We would greatly prefer that President Obama seek the advice and counsel of wise economists like Dean Baker, Paul Krugman, Joe Stiglitz, and Christina Romer on economic matters in the future… not Larry Summers. That aside, there’s no question that this is a hugely positive development for our country.
Larry Summers has just done what the President of the United States was unwilling to do: Recognize that he’s not the best man for the job.
The full text of his letter was as follows:
Dear Mr. President,
I am writing to withdraw my name for consideration to be Chairman of the Federal Reserve.
It has been a privilege to work with you since the beginning of your Administration as you led the nation through a severe recession into a sustained economic recovery built on the policies to promote employment and strengthen the middle class.
This is a complex moment in our national life. I have reluctantly concluded than any possible confirmation process for me would be acrimonious and would not serve the interests of the Federal Reserve, the Administration, or ultimately, the interests of the nation’s ongoing economic recovery.

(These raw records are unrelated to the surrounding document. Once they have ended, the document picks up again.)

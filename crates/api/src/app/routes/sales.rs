use std::sync::Arc;

use axum::{
    extract::{Extension, Path, Query},
    http::StatusCode,
    response::IntoResponse,
    routing::{get, post},
    Json, Router,
};

use inventaris_core::SalesOrderId;

use crate::app::routes::respond;
use crate::app::extract::JsonBody;
use crate::app::services::sales::{CreateSalesOrder, UpdateSalesOrder};
use crate::app::services::AppServices;
use crate::app::{dto, errors};
use crate::context::ActorContext;

pub fn router() -> Router {
    Router::new()
        .route("/", get(list_sales_orders).post(create_sales_order))
        .route(
            "/:id",
            get(get_sales_order)
                .put(update_sales_order)
                .delete(delete_sales_order),
        )
        .route("/:id/confirm", post(confirm_sales_order))
        .route("/:id/ship", post(ship_sales_order))
        .route("/:id/deliver", post(deliver_sales_order))
        .route("/:id/cancel", post(cancel_sales_order))
}

fn order_id(raw: &str) -> Result<SalesOrderId, axum::response::Response> {
    errors::parse_param(raw)
}

pub async fn list_sales_orders(
    Extension(services): Extension<Arc<AppServices>>,
    Query(params): Query<dto::OrderListParams>,
) -> axum::response::Response {
    let query = match params.sales_query() {
        Ok(q) => q,
        Err(resp) => return resp,
    };
    match services.list_sales_orders(&query, params.page_request()).await {
        Ok(page) => (StatusCode::OK, Json(dto::PageBody::from(page))).into_response(),
        Err(e) => errors::service_error_to_response(e),
    }
}

pub async fn create_sales_order(
    Extension(services): Extension<Arc<AppServices>>,
    JsonBody(body): JsonBody<CreateSalesOrder>,
) -> axum::response::Response {
    respond(StatusCode::CREATED, services.create_sales_order(body).await)
}

pub async fn get_sales_order(
    Extension(services): Extension<Arc<AppServices>>,
    Path(id): Path<String>,
) -> axum::response::Response {
    let id = match order_id(&id) {
        Ok(v) => v,
        Err(resp) => return resp,
    };
    respond(StatusCode::OK, services.get_sales_order(id).await)
}

pub async fn update_sales_order(
    Extension(services): Extension<Arc<AppServices>>,
    Path(id): Path<String>,
    JsonBody(body): JsonBody<UpdateSalesOrder>,
) -> axum::response::Response {
    let id = match order_id(&id) {
        Ok(v) => v,
        Err(resp) => return resp,
    };
    respond(StatusCode::OK, services.update_sales_order(id, body).await)
}

pub async fn delete_sales_order(
    Extension(services): Extension<Arc<AppServices>>,
    Path(id): Path<String>,
) -> axum::response::Response {
    let id = match order_id(&id) {
        Ok(v) => v,
        Err(resp) => return resp,
    };
    match services.delete_sales_order(id).await {
        Ok(()) => StatusCode::NO_CONTENT.into_response(),
        Err(e) => errors::service_error_to_response(e),
    }
}

pub async fn confirm_sales_order(
    Extension(services): Extension<Arc<AppServices>>,
    Path(id): Path<String>,
) -> axum::response::Response {
    let id = match order_id(&id) {
        Ok(v) => v,
        Err(resp) => return resp,
    };
    respond(StatusCode::OK, services.confirm_sales_order(id).await)
}

pub async fn ship_sales_order(
    Extension(services): Extension<Arc<AppServices>>,
    actor: ActorContext,
    Path(id): Path<String>,
) -> axum::response::Response {
    let id = match order_id(&id) {
        Ok(v) => v,
        Err(resp) => return resp,
    };
    respond(
        StatusCode::OK,
        services.ship_sales_order(id, actor.into_actor()).await,
    )
}

pub async fn deliver_sales_order(
    Extension(services): Extension<Arc<AppServices>>,
    Path(id): Path<String>,
) -> axum::response::Response {
    let id = match order_id(&id) {
        Ok(v) => v,
        Err(resp) => return resp,
    };
    respond(StatusCode::OK, services.deliver_sales_order(id).await)
}

pub async fn cancel_sales_order(
    Extension(services): Extension<Arc<AppServices>>,
    Path(id): Path<String>,
) -> axum::response::Response {
    let id = match order_id(&id) {
        Ok(v) => v,
        Err(resp) => return resp,
    };
    respond(StatusCode::OK, services.cancel_sales_order(id).await)
}
use serde::{Deserialize, Serialize};

use inventaris_core::{Money, ProductId};
use inventaris_products::Product;

#[derive(Debug, Clone, Copy, PartialEq, Eq, Serialize, Deserialize)]
#[serde(rename_all = "lowercase")]
pub enum Urgency {
    /// Out of stock.
    Critical,
    /// At or below the reorder threshold.
    Warning,
}

/// A product that needs reordering.
#[derive(Debug, Clone, PartialEq, Eq, Serialize, Deserialize)]
pub struct LowStockAlert {
    pub product_id: ProductId,
    pub name: String,
    pub sku: String,
    pub category: String,
    pub stock: i64,
    pub min_stock: i64,
    pub purchase_price: Money,
    pub urgency: Urgency,
}

/// Alerts for every product at or below its threshold, lowest stock first.
pub fn low_stock_alerts<'a>(products: impl IntoIterator<Item = &'a Product>) -> Vec<LowStockAlert> {
    let mut alerts: Vec<LowStockAlert> = products
        .into_iter()
        .filter(|p| p.is_low_stock())
        .map(|p| LowStockAlert {
            product_id: p.id_typed(),
            name: p.name().to_string(),
            sku: p.sku().to_string(),
            category: p.category().to_string(),
            stock: p.stock(),
            min_stock: p.min_stock(),
            purchase_price: p.purchase_price(),
            urgency: if p.stock() == 0 {
                Urgency::Critical
            } else {
                Urgency::Warning
            },
        })
        .collect();

    alerts.sort_by(|a, b| a.stock.cmp(&b.stock).then_with(|| a.name.cmp(&b.name)));
    alerts
}

#[cfg(test)]
mod tests {
    use super::*;
    use chrono::Utc;
    use inventaris_products::NewProduct;

    fn product(name: &str, stock: i64, min_stock: i64) -> Product {
        let input = NewProduct {
            name: name.into(),
            description: None,
            category: "General".into(),
            purchase_price: Money::from_minor(100),
            selling_price: Money::from_minor(200),
            stock,
            min_stock: Some(min_stock),
            status: None,
        };
        Product::create(ProductId::new(), input, format!("SKU-{name}"), Utc::now()).unwrap()
    }

    #[test]
    fn alerts_are_sorted_and_graded() {
        let products = vec![
            product("plenty", 50, 10),
            product("low", 4, 10),
            product("empty", 0, 10),
            product("edge", 10, 10),
        ];

        let alerts = low_stock_alerts(&products);
        let names: Vec<&str> = alerts.iter().map(|a| a.name.as_str()).collect();
        assert_eq!(names, vec!["empty", "low", "edge"]);
        assert_eq!(alerts[0].urgency, Urgency::Critical);
        assert_eq!(alerts[1].urgency, Urgency::Warning);
    }
}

I look forward to continuing to support your efforts to strengthen our national economy by creating a broad based prosperity and to reform our financial system so that no President ever again faces what you and your economic team faced upon taking office in 2009.
Summers apparently had the full support of the President. If he had wanted to be Fed Chair, the President was going to nominate him, never mind that his prospects of confirmation were about as far away from certain as a prospective nominee’s could be. But Summers evidently concluded that the best thing to do was to ask the President to pull his name from consideration — which is what we and many other progressives been asking the President to do for days now.
The President may not have been willing to listen to the likes of us, but he certainly listens to Larry Summers, as he made clear in the statement the White House Press Office released tonight. Summers, thankfully, realized that his nomination would have been counterproductive, distracting the Obama administration from making progress on a number of important policy fronts (like immigration).
It also could have ended in an embarrassing defeat. Summers may be arrogant, but he has a reputation for being smart. He saw the writing on the wall. Three Democrats on the Senate Banking Committee had already pledged not to support him (Jon Tester, Jeff Merkley, and Sherrod Brown). Elizabeth Warren is also said to have been a no vote, but stayed quiet out of respect for the President.
Rather than getting caught up in his own ego for a change, Larry Summers has removed himself from the picture and paved the way for President Obama to nominate a far more qualified candidate, like Fed Vice Chairwoman Janet Yellen.
And for that, we are grateful.
I don’t think there has ever been an occasion where we have thanked Larry Summers in the past, but in the wake of his decision to withdraw, we’d like to most heartily thank Larry Summers and congratulate him for his wise decision.